#### [Work instruction]
Across the material below, count the lines that include the word "breakdown" and give only that count.

#### [Material provided]
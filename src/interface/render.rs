use crate::engine::constants::PARIS_TARGET_TONNES;
use crate::engine::{ProgressSummary, TrendPoint};
use crate::models::{CalculationRecord, Recommendation};

/// Display the headline figures for a record.
pub fn display_record(record: &CalculationRecord, global_average: f64) {
    let comparison = record.total_tonnes - global_average;
    let direction = if comparison >= 0.0 { "above" } else { "below" };

    println!();
    println!("=== Latest Footprint ===");
    println!();
    println!("Total: {:.2} t CO₂e/year", record.total_tonnes);
    println!(
        "{:.2} t {} the global average of {:.1} t CO₂e/year ({:+.1}%)",
        comparison.abs(),
        direction,
        global_average,
        record.comparison_to_average
    );
    println!();
    println!(
        "Transport {:.2} t | Energy {:.2} t | Diet {:.2} t | Waste {:.2} t",
        record.breakdown.transportation,
        record.breakdown.energy,
        record.breakdown.diet,
        record.breakdown.waste
    );
    println!();
}

/// Display numbered reduction suggestions.
pub fn display_recommendations(items: &[Recommendation]) {
    println!("=== Personalised Recommendations ===");
    println!();

    if items.is_empty() {
        println!("Run a calculation to unlock targeted reduction strategies.");
        println!();
        return;
    }

    for (i, item) in items.iter().enumerate() {
        println!("{}. {}", i + 1, item.title);
        println!("   {}", item.description);
    }
    println!();
}

/// Display the stored history, newest first.
///
/// `limit` truncates the listing; `full` expands each entry with its inputs
/// and category breakdown.
pub fn display_history(history: &[CalculationRecord], limit: Option<usize>, full: bool) {
    let shown = limit.unwrap_or(history.len()).min(history.len());

    println!();
    println!("=== Calculation History ({} of {}) ===", shown, history.len());
    println!();

    for record in history.iter().take(shown) {
        println!(
            "{}  {:.2} t CO₂e",
            record.timestamp.format("%Y-%m-%d %H:%M"),
            record.total_tonnes
        );

        if full {
            let inputs = &record.inputs;
            println!(
                "    Car: {} km · Air travel: {} h · Transit: {} km",
                inputs.car_kilometres, inputs.air_travel_hours, inputs.public_transit_kilometres
            );
            println!("    Electricity: {} kWh/month", inputs.electricity_kwh);
            println!(
                "    Diet profile: {} · Waste: {} kg/month · Recycling {}% · Compost {}%",
                inputs.diet_profile.label(),
                inputs.waste_kg,
                inputs.recycle_rate,
                inputs.compost_rate
            );
            println!(
                "    Transport {:.2} t | Energy {:.2} t | Diet {:.2} t | Waste {:.2} t",
                record.breakdown.transportation,
                record.breakdown.energy,
                record.breakdown.diet,
                record.breakdown.waste
            );
            println!();
        }
    }
    println!();
}

/// Display trend statistics and the chronological series.
pub fn display_progress(summary: &ProgressSummary, series: &[TrendPoint]) {
    println!();
    println!("=== Progress Tracking ===");
    println!();
    println!(
        "Total change since first benchmark: {:+.1}%",
        summary.total_change_pct
    );
    println!("Current footprint: {:.2} t", summary.current_tonnes);
    println!(
        "Paris goal gap (against {:.1} t CO₂e target): {:+.1}%",
        PARIS_TARGET_TONNES, summary.paris_gap_pct
    );
    println!();

    println!(
        "{:<12} {:>7} {:>10} {:>8} {:>6} {:>7} {:>7} {:>7}",
        "Date", "Total", "Transport", "Energy", "Diet", "Waste", "Paris", "Avg"
    );

    for point in series {
        println!(
            "{:<12} {:>7.2} {:>10.2} {:>8.2} {:>6.2} {:>7.2} {:>7.2} {:>7.2}",
            point.label,
            point.total,
            point.transportation,
            point.energy,
            point.diet,
            point.waste,
            point.paris_path,
            point.global_average
        );
    }
    println!();
}
use thiserror::Error;

#[derive(Debug, Error)]
pub enum TrackError {
    #[error("IO error: {0}")]
    Io(#[from] std::io::Error),

    #[error("JSON error: {0}")]
    Json(#[from] serde_json::Error),

    #[error("Prompt error: {0}")]
    Prompt(#[from] dialoguer::Error),

    #[error("CSV error: {0}")]
    Csv(#[from] csv::Error),

    #[error("Invalid input: {0}")]
    InvalidInput(String),
}

pub type Result<T> = std::result::Result<T, TrackError>;
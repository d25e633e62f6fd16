use clap::Parser;

use ecotrack_rs::cli::{Cli, Command};
use ecotrack_rs::engine::{
    build_recommendations, build_series, derive_record, summarize_progress, EngineConfig,
    HISTORY_PREVIEW_LEN,
};
use ecotrack_rs::error::Result;
use ecotrack_rs::interface::{
    collect_inputs, display_history, display_progress, display_record, display_recommendations,
    prompt_yes_no, write_history_csv,
};
use ecotrack_rs::state::{clear_state, HistoryStore, JsonFileStore};

fn main() {
    if let Err(e) = run() {
        eprintln!("Error: {}", e);
        std::process::exit(1);
    }
}

fn run() -> Result<()> {
    let cli = Cli::parse();
    let command = cli.command.unwrap_or_default();

    match command {
        Command::Calculate => cmd_calculate(&cli.data_dir),
        Command::History { full, limit } => cmd_history(&cli.data_dir, full, limit),
        Command::Progress => cmd_progress(&cli.data_dir),
        Command::Export { output } => cmd_export(&cli.data_dir, &output),
        Command::Reset { yes } => cmd_reset(&cli.data_dir, yes),
    }
}

/// Run a calculation, store it, and render results with recommendations.
fn cmd_calculate(data_dir: &str) -> Result<()> {
    let mut store = HistoryStore::open(JsonFileStore::new(data_dir))?;
    let config = EngineConfig::default();

    let inputs = collect_inputs()?;
    let record = derive_record(inputs, &config);
    let recommendations = build_recommendations(&record.inputs, &record.breakdown);

    store.add_calculation(record)?;

    if let Some(record) = store.latest() {
        display_record(record, config.global_average_tonnes);
        display_recommendations(&recommendations);
    }

    display_history(store.history(), Some(HISTORY_PREVIEW_LEN), false);

    Ok(())
}

/// List the stored history.
fn cmd_history(data_dir: &str, full: bool, limit: Option<usize>) -> Result<()> {
    let store = HistoryStore::open(JsonFileStore::new(data_dir))?;

    if store.is_empty() {
        println!("No calculations stored yet. Run your first calculation to start tracking progress.");
        return Ok(());
    }

    display_history(store.history(), limit, full);
    Ok(())
}

/// Show trend statistics once two calculations exist.
fn cmd_progress(data_dir: &str) -> Result<()> {
    let store = HistoryStore::open(JsonFileStore::new(data_dir))?;
    let config = EngineConfig::default();

    match summarize_progress(store.history()) {
        Some(summary) => {
            let series = build_series(store.history(), config.global_average_tonnes);
            display_progress(&summary, &series);
        }
        None => {
            println!(
                "Complete at least two calculations to unlock trend visualisations, \
                 Paris-aligned trajectories, and milestone tracking."
            );
        }
    }

    Ok(())
}

/// Export the history to CSV.
fn cmd_export(data_dir: &str, output: &str) -> Result<()> {
    let store = HistoryStore::open(JsonFileStore::new(data_dir))?;

    if store.is_empty() {
        println!("No calculations to export.");
        return Ok(());
    }

    write_history_csv(output, store.history())?;
    println!("Exported {} calculations to {}", store.len(), output);
    Ok(())
}

/// Clear the persisted history.
fn cmd_reset(data_dir: &str, yes: bool) -> Result<()> {
    let confirmed = yes || prompt_yes_no("Clear the entire calculation history?", false)?;

    if !confirmed {
        println!("Reset cancelled.");
        return Ok(());
    }

    let mut port = JsonFileStore::new(data_dir);
    clear_state(&mut port)?;
    println!("Calculation history cleared.");
    Ok(())
}
use dialoguer::{Confirm, Input, Select};

use crate::error::{Result, TrackError};
use crate::models::{CalculatorInputs, DietProfile};

/// Prompt for a non-negative quantity.
fn prompt_amount(prompt: &str, default: f64) -> Result<f64> {
    let input: String = Input::new()
        .with_prompt(prompt)
        .default(default.to_string())
        .interact_text()?;

    let value: f64 = input
        .parse()
        .map_err(|_| TrackError::InvalidInput("Invalid number".to_string()))?;

    if value < 0.0 {
        return Err(TrackError::InvalidInput(
            "Value must not be negative".to_string(),
        ));
    }

    Ok(value)
}

/// Prompt for a percentage.
fn prompt_rate(prompt: &str, default: f64) -> Result<f64> {
    let value = prompt_amount(prompt, default)?;

    if value > 100.0 {
        return Err(TrackError::InvalidInput(
            "Rate must be between 0 and 100".to_string(),
        ));
    }

    Ok(value)
}

/// Prompt for the diet profile across the five display labels.
pub fn prompt_diet_profile(default: DietProfile) -> Result<DietProfile> {
    let labels: Vec<&str> = DietProfile::ALL.iter().map(|p| p.label()).collect();
    let default_index = DietProfile::ALL
        .iter()
        .position(|p| *p == default)
        .unwrap_or(0);

    let selection = Select::new()
        .with_prompt("Diet profile")
        .items(&labels)
        .default(default_index)
        .interact()?;

    Ok(DietProfile::ALL[selection])
}

/// Prompt for yes/no confirmation.
pub fn prompt_yes_no(prompt: &str, default: bool) -> Result<bool> {
    Ok(Confirm::new()
        .with_prompt(prompt)
        .default(default)
        .interact()?)
}

/// Collect the eight lifestyle inputs in form order, seeded with typical
/// values. Rejects negative quantities and rates outside 0-100; everything
/// else flows to the engine untouched.
pub fn collect_inputs() -> Result<CalculatorInputs> {
    let seed = CalculatorInputs::default();

    let car_kilometres = prompt_amount("Car travel (km/year)", seed.car_kilometres)?;
    let air_travel_hours = prompt_amount("Air travel (hours/year)", seed.air_travel_hours)?;
    let public_transit_kilometres =
        prompt_amount("Public transit (km/year)", seed.public_transit_kilometres)?;
    let electricity_kwh = prompt_amount("Electricity usage (kWh/month)", seed.electricity_kwh)?;
    let diet_profile = prompt_diet_profile(seed.diet_profile)?;
    let waste_kg = prompt_amount("Waste generation (kg/month)", seed.waste_kg)?;
    let recycle_rate = prompt_rate("Recycling rate (%)", seed.recycle_rate)?;
    let compost_rate = prompt_rate("Composting rate (%)", seed.compost_rate)?;

    Ok(CalculatorInputs {
        car_kilometres,
        air_travel_hours,
        public_transit_kilometres,
        electricity_kwh,
        diet_profile,
        waste_kg,
        recycle_rate,
        compost_rate,
    })
}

#### [Exercise output]
10